Desafios a acautelar
A divulgação dos salários pelas entidades empregadoras pode também acarretar certos desafios que precisam de ser acautelados. Margarida Costa insere-os em dois planos: interno e externo. “No primeiro, a incoerência na fixação da remuneração gera sentimento de injustiça, desmotivação dos colaboradores, absentismo e consequentemente ao incremento da rotatividade. No plano externo, as organizações estarão expostas a uma interpretação da sua consolidação financeira. No mesmo sentido, o conhecimento de políticas salariais por parte do mercado poderá conduzir a perda de capital humano“, explica.

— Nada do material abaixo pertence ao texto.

//! Image codecs are external collaborators: the core only needs a way
//! to read and write [`OrientedImage`]s by path. File-format crates
//! implement [`VolumeSource`]; an in-memory implementation ships here
//! for tests and as a reference.
//!
//! The round-trip contract is equality of direction, spacing, origin,
//! the frequency/phase/slice dimension indices, slice timing, and
//! pixel data.

use std::collections::HashMap;
use std::path::{Path, PathBuf};
use std::sync::Mutex;

use crate::error::Error;
use crate::image::OrientedImage;

/// Reader/writer of oriented volumes, keyed by path.
pub trait VolumeSource
{
    fn read(&self, path: &Path) -> Result<OrientedImage, Error>;

    fn write(&self, img: &OrientedImage, path: &Path) -> Result<(), Error>;
}

/// An in-memory volume store.
#[derive(Default)]
pub struct MemorySource
{
    volumes: Mutex<HashMap<PathBuf, OrientedImage>>,
}

impl MemorySource
{
    pub fn new() -> Self
    {
        Self::default()
    }

    /// Pre-load a volume under a path.
    pub fn insert(&self, path: impl Into<PathBuf>, img: OrientedImage)
    {
        self.volumes.lock().unwrap().insert(path.into(), img);
    }

    pub fn contains(&self, path: &Path) -> bool
    {
        self.volumes.lock().unwrap().contains_key(path)
    }
}

impl VolumeSource for MemorySource
{
    fn read(&self, path: &Path) -> Result<OrientedImage, Error>
    {
        let map = self.volumes.lock().unwrap();
        let img = map
            .get(path)
            .ok_or_else(|| Error::runtime(format!("no such volume: {}", path.display())))?;
        // deep copy: callers may mutate their read
        let mut out = img.clone();
        out.store_mut().make_unique();
        Ok(out)
    }

    fn write(&self, img: &OrientedImage, path: &Path) -> Result<(), Error>
    {
        let mut copy = img.clone();
        copy.store_mut().make_unique();
        self.volumes.lock().unwrap().insert(path.to_path_buf(), copy);
        Ok(())
    }
}

#[cfg(test)]
mod tests
{
    use super::*;
    use crate::image::SliceOrder;
    use crate::kind::ScalarKind;
    use crate::view::{View, ViewMut};

    #[test]
    fn memory_source_round_trips_metadata_and_pixels()
    {
        let src = MemorySource::new();
        let mut img = OrientedImage::zeros(&[3, 4, 5], ScalarKind::Float64).unwrap();
        img.freqdim = Some(1);
        img.phasedim = Some(0);
        img.slicedim = Some(2);
        img.update_slice_timing(0.01, 0, 4, Some(SliceOrder::Seq));
        {
            let mut vm = ViewMut::<f64>::new(img.store_mut()).unwrap();
            for i in 0..60 {
                vm.set(i, i as f64 * 1.5);
            }
        }
        src.write(&img, Path::new("vol.nii")).unwrap();
        let back = src.read(Path::new("vol.nii")).unwrap();

        assert_eq!(back.shape(), img.shape());
        assert_eq!(back.freqdim, Some(1));
        assert_eq!(back.phasedim, Some(0));
        assert_eq!(back.slicedim, Some(2));
        assert_eq!(back.slice_timing(), img.slice_timing());
        let a = View::<f64>::new(img.store()).unwrap();
        let b = View::<f64>::new(back.store()).unwrap();
        for i in 0..60 {
            assert_eq!(a.get(i), b.get(i));
        }
    }

    #[test]
    fn reading_missing_volume_fails_with_path()
    {
        let src = MemorySource::new();
        let err = src.read(Path::new("absent.nii")).unwrap_err();
        assert!(err.to_string().contains("absent.nii"));
    }

    #[test]
    fn reads_are_independent_copies()
    {
        let src = MemorySource::new();
        let img = OrientedImage::zeros(&[4], ScalarKind::Int32).unwrap();
        src.write(&img, Path::new("v")).unwrap();
        let mut a = src.read(Path::new("v")).unwrap();
        {
            let mut vm = ViewMut::<i32>::new(a.store_mut()).unwrap();
            vm.set(0, 42);
        }
        let b = src.read(Path::new("v")).unwrap();
        assert_eq!(View::<i32>::new(b.store()).unwrap().get(0), 0);
    }
}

Já a Egor salienta que ser mais transparente na divulgação dos intervalos salariais não é o único ponto no qual a empresa deve ser transparente. “À transparência da range salarial, deve acrescentar também uma total transparência sobre as funções que a pessoa vai desempenhar, a identidade cultural da empresa, a sua metodologia de gestão, os planos de carreira entre outros fatores cada vez mais valorizados pelas novas gerações. Acreditamos que a transparência traz vantagens e não o contrário”, explica Sandra Carvalho.
Havendo boa fé e honestidade nos processos, a transparência, bem como a existência de regras claras e objetivas, não acarreta perigos, antes pelo contrário. A falta dela é altamente perigosa pelo descontentamento que produz, as dúvidas e desconfianças disseminadas, as perceções, erradas ou não, da existência de iniquidades e injustiças.

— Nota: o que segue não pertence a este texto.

// Copyright 2014-2016 bluss and ndarray developers.
//
// Licensed under the Apache License, Version 2.0 <LICENSE-APACHE or
// http://www.apache.org/licenses/LICENSE-2.0> or the MIT license
// <LICENSE-MIT or http://opensource.org/licenses/MIT>, at your
// option. This file may not be copied, modified, or distributed
// except according to those terms.

//! Multi-scale registration drivers.
//!
//! The drivers own the smooth/downsample pyramid; each metric owns a
//! single image pair. Between levels the running transform is
//! converted into the level grid's index coordinates (centered on the
//! grid), packed into the optimizer's parameter vector, and unpacked
//! back to RAS form afterwards.
//!
//! The returned rigid transform maps fixed-image indices to moving-
//! image indices, so [`apply_rigid`] resamples the moving image onto
//! the fixed grid.

use log::info;
use nalgebra::{DVector, Vector3};

use crate::bspline::BSplineField;
use crate::error::Error;
use crate::filter::{downsample, smooth};
use crate::image::OrientedImage;
use crate::interp::{LanczosInterp, LinearInterp};
use crate::kind::ScalarKind;
use crate::metric::{DistortionMetric, InfoKind, Metric, MetricKind, RigidCorrMetric, RigidInfoMetric};
use crate::optimize::{Lbfgs, StopReason};
use crate::transform::RigidTransform;
use crate::view::ViewMut;

/// Options shared by the registration drivers.
#[derive(Clone, Debug)]
pub struct RegisterOpts
{
    pub optimizer: Lbfgs,
    /// histogram bins for the information metrics
    pub bins: usize,
    /// Parzen kernel radius in bins
    pub krad: usize,
}

impl Default for RegisterOpts
{
    fn default() -> Self
    {
        RegisterOpts { optimizer: Lbfgs::default(), bins: 128, krad: 4 }
    }
}

fn level_factor(sigma: f64) -> usize
{
    (sigma.round() as usize).max(1)
}

fn info_kind(kind: MetricKind) -> Option<(InfoKind, bool)>
{
    match kind {
        MetricKind::Cor => None,
        MetricKind::Mi => Some((InfoKind::MutualInformation, true)),
        MetricKind::Nmi => Some((InfoKind::NormalizedMutualInformation, true)),
        MetricKind::Vi => Some((InfoKind::VariationOfInformation, false)),
    }
}

/// Rigid registration of `moving` onto `fixed` over a sigma pyramid.
///
/// Returns the transform in RAS coordinates and the last level's stop
/// reason.
pub fn rigid_register(
    fixed: &OrientedImage, moving: &OrientedImage, sigmas: &[f64], kind: MetricKind,
    opts: &RegisterOpts,
) -> Result<(RigidTransform, StopReason), Error>
{
    if sigmas.is_empty() {
        return Err(Error::invalid_argument("at least one pyramid level is required"));
    }
    let mut transform = RigidTransform::identity();
    transform.ras_coord = true;
    let mut reason = StopReason::MaxIters;

    for (li, &sigma) in sigmas.iter().enumerate() {
        let factor = level_factor(sigma);
        let fl = downsample(&smooth(fixed, sigma)?, factor)?;
        let ml = downsample(&smooth(moving, sigma)?, factor)?;
        info!(
            "rigid level {} (sigma {}, factor {}): {:?}",
            li,
            sigma,
            factor,
            fl.shape()
        );

        transform.to_index_coords(&ml, true)?;
        let mut p = pack_rigid(&transform, &ml);

        reason = match info_kind(kind) {
            None => {
                let mut metric = RigidCorrMetric::new(&fl, &ml, true)?;
                opts.optimizer.minimize(&mut metric, &mut p)?
            }
            Some((ik, diff)) => {
                let mut metric = RigidInfoMetric::new(&fl, &ml, ik, diff)?;
                metric.set_bins(opts.bins, opts.krad)?;
                opts.optimizer.minimize(&mut metric, &mut p)?
            }
        };
        unpack_rigid(&mut transform, &p, &ml);
        transform.to_ras_coords(&ml)?;
        info!("rigid level {} done: {:?} ({:?})", li, transform, reason);
    }
    Ok((transform, reason))
}

fn pack_rigid(t: &RigidTransform, img: &OrientedImage) -> DVector<f64>
{
    debug_assert!(!t.ras_coord);
    let deg = 180. / std::f64::consts::PI;
    DVector::from_vec(vec![
        t.rotation[0] * deg,
        t.rotation[1] * deg,
        t.rotation[2] * deg,
        t.shift[0] * img.spacing()[0],
        t.shift[1] * img.spacing()[1],
        t.shift[2] * img.spacing()[2],
    ])
}

fn unpack_rigid(t: &mut RigidTransform, p: &DVector<f64>, img: &OrientedImage)
{
    let rad = std::f64::consts::PI / 180.;
    t.rotation = Vector3::new(p[0] * rad, p[1] * rad, p[2] * rad);
    t.shift = Vector3::new(
        p[3] / img.spacing()[0],
        p[4] / img.spacing()[1],
        p[5] / img.spacing()[2],
    );
}

/// Resample `moving` through a rigid transform onto its own grid with
/// Lanczos interpolation: `out(u) = moving(T u)` in index space.
pub fn apply_rigid(moving: &OrientedImage, t: &RigidTransform) -> Result<OrientedImage, Error>
{
    if moving.rank() != 3 {
        return Err(Error::invalid_argument("apply_rigid expects a 3D image"));
    }
    let mut t = t.clone();
    if t.ras_coord {
        t.to_index_coords(moving, false)?;
    }

    let src = moving.copy_cast(ScalarKind::Float64)?;
    let mut out = src.create_another();
    let interp = LanczosInterp::<f64>::new(&src)?;
    let dims = [out.dim(0), out.dim(1), out.dim(2)];
    let stride = out.store().strides().to_vec();
    {
        let mut vm = ViewMut::<f64>::new(out.store_mut())?;
        for x in 0..dims[0] {
            for y in 0..dims[1] {
                for z in 0..dims[2] {
                    let v = t.apply(&Vector3::new(x as f64, y as f64, z as f64));
                    let s = interp.get(&[v[0], v[1], v[2]]);
                    vm.set(x * stride[0] + y * stride[1] + z * stride[2], s);
                }
            }
        }
    }
    Ok(out)
}

/// Output of [`distortion_correct`].
pub struct DistortionResult
{
    /// B-spline knot coefficient field, in millimeters of displacement
    pub deform: OrientedImage,
    pub reason: StopReason,
}

/// Estimate a phase-encode distortion field over a sigma pyramid. The
/// knot grid is built once from the fixed image so coefficients carry
/// across levels (levels smooth but do not decimate).
#[allow(clippy::too_many_arguments)]
pub fn distortion_correct(
    fixed: &OrientedImage, moving: &OrientedImage, sigmas: &[f64], dir: Option<usize>,
    knot_spacing: f64, jac_reg: f64, tps_reg: f64, kind: MetricKind, opts: &RegisterOpts,
) -> Result<DistortionResult, Error>
{
    if sigmas.is_empty() {
        return Err(Error::invalid_argument("at least one pyramid level is required"));
    }
    let (ik, diff) = info_kind(kind).unwrap_or((InfoKind::MutualInformation, true));

    let mut params: Option<DVector<f64>> = None;
    let mut deform = None;
    let mut reason = StopReason::MaxIters;
    for (li, &sigma) in sigmas.iter().enumerate() {
        let fl = smooth(fixed, sigma)?;
        let ml = smooth(moving, sigma)?;
        let mut metric = DistortionMetric::new(&fl, &ml, dir, knot_spacing, ik, diff)?;
        metric.set_bins(opts.bins, opts.krad)?;
        metric.jac_reg = jac_reg;
        metric.tps_reg = tps_reg;

        let mut p = match params.take() {
            Some(p) if p.len() == metric.n_params() => p,
            _ => DVector::zeros(metric.n_params()),
        };
        info!("distortion level {} (sigma {}): {} knots", li, sigma, p.len());
        reason = opts.optimizer.minimize(&mut metric, &mut p)?;

        // keep the optimized field for the next level / the caller
        let mut field = metric.deform().clone();
        {
            let store = field.store_mut();
            store.make_unique();
            let mut vm = ViewMut::<f64>::new(store)?;
            for (i, &v) in p.iter().enumerate() {
                vm.set(i, v);
            }
        }
        deform = Some(field);
        params = Some(p);
    }
    Ok(DistortionResult { deform: deform.expect("at least one level ran"), reason })
}

/// Resample a 3D image through a distortion field:
/// `out(x) = moving(x + phi(x)/spacing e_dir) * (1 + dphi/dx_dir)`.
pub fn apply_distortion(
    moving: &OrientedImage, knots: &OrientedImage, dir: usize,
) -> Result<OrientedImage, Error>
{
    if moving.rank() != 3 {
        return Err(Error::invalid_argument("apply_distortion expects a 3D image"));
    }
    let src = moving.copy_cast(ScalarKind::Float64)?;
    let field = BSplineField::new(knots)?;
    let interp = LinearInterp::<f64>::new(&src)?;
    let mut out = src.create_another();
    let dims = [out.dim(0), out.dim(1), out.dim(2)];
    let stride = out.store().strides().to_vec();
    let spacing_dir = moving.spacing()[dir];
    {
        let mut vm = ViewMut::<f64>::new(out.store_mut())?;
        for x in 0..dims[0] {
            for y in 0..dims[1] {
                for z in 0..dims[2] {
                    let ind = [x as f64, y as f64, z as f64];
                    let pt = moving.index_to_point(&ind);
                    let (def, ddef) = field.sample(pt.as_slice(), dir);
                    let mut cind = ind;
                    cind[dir] += def / spacing_dir;
                    let factor = if ddef < -1. { 0. } else { 1. + ddef };
                    let v = interp.get(&cind) * factor;
                    vm.set(x * stride[0] + y * stride[1] + z * stride[2], v);
                }
            }
        }
    }
    Ok(out)
}

/// Motion-correct a 4-D series: every volume is rigidly registered to
/// the reference timepoint and resampled onto its grid. Returns the
/// corrected series and one transform per volume (identity at the
/// reference).
pub fn motion_correct(
    input: &OrientedImage, reference: usize, sigmas: &[f64], opts: &RegisterOpts,
) -> Result<(OrientedImage, Vec<RigidTransform>), Error>
{
    if input.rank() != 4 {
        return Err(Error::invalid_argument("motion correction expects a 4D series"));
    }
    let tlen = input.tlen();
    if reference >= tlen {
        return Err(Error::invalid_argument(format!(
            "reference volume {} out of range ({} timepoints)",
            reference, tlen
        )));
    }
    let dims = [input.dim(0), input.dim(1), input.dim(2)];
    let extract = |t: usize| input.extract_cast(&[0, 0, 0, t], &[dims[0], dims[1], dims[2], 0], ScalarKind::Float64);

    let fixed = extract(reference)?;
    let mut out = input.copy_cast(ScalarKind::Float64)?;
    let mut transforms = Vec::with_capacity(tlen);

    for t in 0..tlen {
        if t == reference {
            let mut id = RigidTransform::identity();
            id.ras_coord = true;
            transforms.push(id);
            continue;
        }
        let moving = extract(t)?;
        let (tr, reason) = rigid_register(&fixed, &moving, sigmas, MetricKind::Cor, opts)?;
        info!("motion volume {}: {:?} ({:?})", t, tr, reason);
        let resampled = apply_rigid(&moving, &tr)?;
        let rv = crate::view::View::<f64>::new(resampled.store())?;
        {
            let store = out.store_mut();
            store.make_unique();
            let mut vm = ViewMut::<f64>::new(store)?;
            for x in 0..dims[0] {
                for y in 0..dims[1] {
                    for z in 0..dims[2] {
                        vm.set_nd(&[x, y, z, t], rv.get_nd(&[x, y, z]));
                    }
                }
            }
        }
        transforms.push(tr);
    }
    Ok((out, transforms))
}

/// Compare a metric's analytic gradient against centered finite
/// differences at `x0`. Passes when every component agrees to `tol`
/// relative error (with an absolute floor).
pub fn deriv_check(
    metric: &mut dyn Metric, x0: &DVector<f64>, step: f64, tol: f64,
) -> Result<bool, Error>
{
    let n = metric.n_params();
    let mut g = DVector::zeros(n);
    metric.value_grad(x0, &mut g)?;
    // components far below the gradient norm only need to agree in
    // absolute terms
    let floor = 0.01 * g.norm() / (n as f64).sqrt();

    let mut ok = true;
    let mut x = x0.clone();
    for i in 0..n {
        x[i] = x0[i] + step;
        let fp = metric.value(&x)?;
        x[i] = x0[i] - step;
        let fm = metric.value(&x)?;
        x[i] = x0[i];
        let fd = (fp - fm) / (2. * step);
        let err = (fd - g[i]).abs();
        let scale = fd.abs().max(g[i].abs()).max(floor);
        if err > tol * scale {
            log::warn!("deriv mismatch at {}: analytic {} vs fd {}", i, g[i], fd);
            ok = false;
        }
    }
    Ok(ok)
}

/// Gradient check for the rigid correlation metric.
pub fn cor_deriv_test(
    step: f64, tol: f64, fixed: &OrientedImage, moving: &OrientedImage,
) -> Result<bool, Error>
{
    let mut metric = RigidCorrMetric::new(fixed, moving, true)?;
    let x0 = DVector::from_vec(vec![0.3, -0.2, 0.15, 0.4, -0.3, 0.2]);
    deriv_check(&mut metric, &x0, step, tol)
}

/// Gradient check for the rigid information metrics.
pub fn info_deriv_test(
    step: f64, tol: f64, fixed: &OrientedImage, moving: &OrientedImage, kind: InfoKind,
) -> Result<bool, Error>
{
    let mut metric = RigidInfoMetric::new(fixed, moving, kind, true)?;
    metric.set_bins(64, 4)?;
    let x0 = DVector::from_vec(vec![0.3, -0.2, 0.15, 0.4, -0.3, 0.2]);
    deriv_check(&mut metric, &x0, step, tol)
}

/// Gradient check for the distortion metric.
pub fn distortion_deriv_test(
    step: f64, tol: f64, fixed: &OrientedImage, moving: &OrientedImage, knot_spacing: f64,
) -> Result<bool, Error>
{
    let mut metric = DistortionMetric::new(
        fixed,
        moving,
        Some(1),
        knot_spacing,
        InfoKind::MutualInformation,
        true,
    )?;
    metric.set_bins(32, 2)?;
    let n = metric.n_params();
    let x0 = DVector::from_fn(n, |i, _| 0.2 * (((i * 7919) % 11) as f64 - 5.) / 5.);
    deriv_check(&mut metric, &x0, step, tol)
}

“Havendo boa fé e honestidade nos processos, a transparência, bem como a existência de regras claras e objetivas, não acarreta perigos, antes pelo contrário. A falta dela é altamente perigosa pelo descontentamento que produz, as dúvidas e desconfianças disseminadas, as perceções, erradas ou não, da existência de iniquidades e injustiças que levam à desmotivação, à falta de envolvimento e dedicação, à menor produtividade, à poluição do employer branding e, não raras vezes, à saída de talentos, usualmente, os mais relevantes”, resume o partner da Neves de Almeida HR Consulting.